En ce qui concerne la décision fixant le pays de renvoi :
5. Aux termes de l’article 3 de la convention européenne de sauvegarde des droits de l’homme et des libertés fondamentales : « Nul ne peut être soumis à la torture ni à des peines ou traitements inhumains ou dégradants ». Aux termes de l’article L. 721-4 du code de l’entrée et du séjour des étrangers et du droit d’asile : " L’autorité administrative peut désigner comme pays de renvoi : / 1° Le pays dont l’étranger a la nationalité, sauf si l’Office français de protection des réfugiés et apatrides ou la Cour nationale du droit d’asile lui a reconnu la qualité de réfugié ou lui a accordé le bénéfice de la protection subsidiaire ou s’il n’a pas encore été statué sur sa demande d’asile ; / 2° Un autre pays pour lequel un document de voyage en cours de validité a été délivré en application d’un accord ou arrangement de réadmission européen ou bilatéral ; / 3° Ou, avec l’accord de l’étranger, tout autre pays dans lequel il est légalement admissible. / Un étranger ne peut être éloigné à destination d’un pays s’il établit que sa vie ou sa liberté y sont menacées ou qu’il y est exposé à des traitements contraires aux stipulations de l’article 3 de la Convention européenne de sauvegarde des droits de l’homme et des libertés fondamentales du 4 novembre 1950 ".
6. M. A soutient qu’il a quitté la Turquie en 2023 en raison de craintes de persécutions liées à son appartenance ethnique kurde et à son refus d’effectuer son service militaire et qu’il craint de subir de mauvais traitements en cas de retour en Turquie. Toutefois, le requérant ne produit aucun élément à l’appui de ses allégations. En outre, il ressort des pièces du dossier que sa demande d’asile a été rejetée par une décision du 16 avril 2024 de l’Office français de protection des réfugiés et apatrides et confirmée par décision du 8 août 2024 de la Cour nationale du droit d’asile.
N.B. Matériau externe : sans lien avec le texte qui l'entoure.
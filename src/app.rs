// /app.rs
use std::sync::Arc;

use crossterm::event::{KeyCode, KeyEvent, KeyModifiers};
use tokio::sync::mpsc;

use crate::{
    catalog::{CampaignCatalog, CampaignRecord, SelectionResult},
    error::{AppError, Result},
    gateway::ModelGateway,
    settings::Settings,
    store::JsonCampaignStore,
    tui::{Tui, TuiEvent},
    turn::{Submission, TurnCompletion, TurnController},
    ui::{
        CampaignMenu, Component, Context, GameScreen, campaign_menu::Notice, spinner::Spinner,
    },
};

pub enum Action {
    Quit,
    CampaignChosen(SelectionResult),
    SubmitTurn(String),
    CancelTurn,
}

/// The campaign being played and its conversation.
#[derive(Debug)]
pub struct Session {
    pub campaign: CampaignRecord,
    pub turns: TurnController,
}

pub struct App {
    running: bool,
    component: Box<dyn Component>,

    settings: Settings,
    store: Arc<JsonCampaignStore>,
    gateway: Arc<ModelGateway>,
    session: Option<Session>,

    spinner: Spinner,

    completion_tx: mpsc::UnboundedSender<TurnCompletion>,
    completion_rx: mpsc::UnboundedReceiver<TurnCompletion>,
}

impl App {
    pub fn new(settings: Settings, gateway: Arc<ModelGateway>, store: Arc<JsonCampaignStore>) -> Self {
        let (completion_tx, completion_rx) = mpsc::unbounded_channel();
        let component = Box::new(Self::campaign_menu(&store, None));

        Self {
            running: true,
            component,
            settings,
            store,
            gateway,
            session: None,
            spinner: Spinner::new(),
            completion_tx,
            completion_rx,
        }
    }

    fn campaign_menu(store: &Arc<JsonCampaignStore>, notice: Option<Notice>) -> CampaignMenu {
        let mut catalog = CampaignCatalog::with_store(store.clone());
        let notice = match store.list_campaigns() {
            Ok(campaigns) => {
                catalog.set_campaigns(campaigns);
                notice
            }
            Err(e) => {
                log::error!("Failed to list campaigns: {e}");
                Some(Notice::error(format!("Failed to list campaigns: {e}")))
            }
        };
        let menu = CampaignMenu::new(catalog);
        match notice {
            Some(notice) => menu.with_notice(notice),
            None => menu,
        }
    }

    pub fn session(&self) -> Option<&Session> {
        self.session.as_ref()
    }

    pub fn is_running(&self) -> bool {
        self.running
    }

    pub async fn run(&mut self) -> color_eyre::Result<()> {
        let mut tui = Tui::new()?.tick_rate(10.0).frame_rate(30.0);
        tui.enter()?;

        while self.running {
            tokio::select! {
                event = tui.next() => match event {
                    Some(TuiEvent::Render) | Some(TuiEvent::Init) | Some(TuiEvent::Resize(_, _)) => {
                        tui.draw(|frame| {
                            let context = Context {
                                session: self.session.as_ref(),
                                spinner: &self.spinner,
                            };
                            self.component
                                .render(frame.area(), frame.buffer_mut(), &context)
                        })?;
                    }
                    Some(event) => self.handle_tui_event(event)?,
                    None => break,
                },
                Some(completion) = self.completion_rx.recv() => self.apply_completion(completion),
            }
        }

        tui.exit()?;
        Ok(())
    }

    fn handle_tui_event(&mut self, event: TuiEvent) -> Result<()> {
        match event {
            TuiEvent::Key(key) => self.on_key(key)?,
            TuiEvent::Paste(text) => self.component.on_paste(&text),
            TuiEvent::Tick => {
                if self.session.as_ref().is_some_and(|s| s.turns.is_generating()) {
                    self.spinner.next_frame();
                }
            }
            TuiEvent::Error => log::warn!("Terminal event error"),
            TuiEvent::Init | TuiEvent::Render | TuiEvent::Resize(_, _) => {}
        }
        Ok(())
    }

    fn on_key(&mut self, key: KeyEvent) -> Result<()> {
        if key.code == KeyCode::Char('c') && key.modifiers.contains(KeyModifiers::CONTROL) {
            return self.handle_action(Action::Quit);
        }
        let context = Context {
            session: self.session.as_ref(),
            spinner: &self.spinner,
        };
        if let Some(action) = self.component.on_key(key, &context) {
            self.handle_action(action)?
        }
        Ok(())
    }

    pub fn handle_action(&mut self, action: Action) -> Result<()> {
        match action {
            Action::Quit => self.quit(),
            Action::CampaignChosen(SelectionResult::Cancelled) => self.quit(),
            Action::CampaignChosen(selection) => match self.open_session(&selection) {
                Ok(session) => {
                    log::info!("Playing campaign {} ({})", session.campaign.name, session.campaign.id);
                    self.session = Some(session);
                    self.component = Box::new(GameScreen::new());
                }
                Err(e) => {
                    log::error!("Failed to open campaign: {e}");
                    let notice = Notice::error(format!("Failed to open campaign: {e}"));
                    self.component = Box::new(Self::campaign_menu(&self.store, Some(notice)));
                }
            },
            Action::SubmitTurn(input) => {
                let session = self.session.as_mut().ok_or(AppError::NoActiveSession)?;
                match session.turns.submit(&input) {
                    Submission::Started(turn) => log::debug!("Turn {turn} started"),
                    Submission::Busy => log::debug!("Input ignored while generating"),
                    Submission::Ignored => {}
                }
            }
            Action::CancelTurn => {
                if let Some(session) = self.session.as_mut() {
                    session.turns.cancel();
                }
            }
        }
        Ok(())
    }

    /// Resolves the chosen campaign through the store and starts its conversation,
    /// picking up the dialogue saved by earlier sessions.
    pub fn open_session(&self, selection: &SelectionResult) -> Result<Session> {
        let (campaign, history) = match selection {
            SelectionResult::Existing(id) => {
                let campaign = self.store.touch(id)?;
                let history = self.store.load_history(id).unwrap_or_else(|e| {
                    log::error!("Failed to load history of campaign {id}: {e}");
                    Vec::new()
                });
                (campaign, history)
            }
            SelectionResult::NewCampaign(name) => (self.store.create_campaign(name)?, Vec::new()),
            SelectionResult::Cancelled => return Err(AppError::NoActiveSession),
        };
        let turns = TurnController::resume_session(
            &self.settings.scenario,
            history,
            self.settings.context_window,
            Arc::clone(&self.gateway),
            self.completion_tx.clone(),
        );
        Ok(Session { campaign, turns })
    }

    pub fn apply_completion(&mut self, completion: TurnCompletion) {
        match self.session.as_mut() {
            Some(session) => {
                if session.turns.complete(completion) {
                    self.save_history();
                }
            }
            None => log::warn!("Completion for turn {} without a session", completion.turn),
        }
    }

    fn save_history(&self) {
        if let Some(session) = &self.session {
            let history = session.turns.transcript().history();
            if let Err(e) = self.store.save_history(&session.campaign.id, &history) {
                log::error!("Failed to save history of campaign {}: {e}", session.campaign.id);
            }
        }
    }

    fn quit(&mut self) {
        if let Some(session) = self.session.as_mut() {
            session.turns.cancel();
        }
        self.save_history();
        self.running = false;
    }
}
Par suite, le requérant n’établissant pas qu’il ferait l’objet de menaces actuelles et réelles en cas de retour dans son pays d’origine, le moyen ne peut qu’être écarté.
7. Il résulte de ce qui précède que les conclusions à fin d’annulation de l’arrêté du 3 octobre 2024 doivent être rejetées ainsi que, par voie de conséquence, les conclusions présentées par M. A au titre des articles L. 761-1 du code de justice administrative et 37 de la loi du 10 juillet 1991.
D E C I D E :
Article 1er : Il n’y a pas lieu de statuer sur les conclusions à fin d’admission à l’aide juridictionnelle provisoire.
Article 2 : Le surplus des conclusions de la requête est rejeté.
Article 3 : Le présent jugement sera notifié à M. B A, au préfet du Val-de-Marne et à Me Iclek.
Délibéré après l’audience du 21 mars 2025, à laquelle siégeaient :
Mme Mullié, présidente,
Mme Senichault de Izaguirre, conseillère,
M. Collen-Renaux, conseiller.
Rendu public par mise à disposition au greffe le 11 avril 2025.
Le rapporteur,
T. COLLEN-RENAUXLa présidente,
N. MULLIÉ
La greffière,
H. KELI
La République mande et ordonne au préfet du Val-de-Marne en ce qui le concerne ou à tous commissaires de justice à ce requis en ce qui concerne les voies de droit commun contre les parties privées, de pourvoir à l’exécution de la présente décision.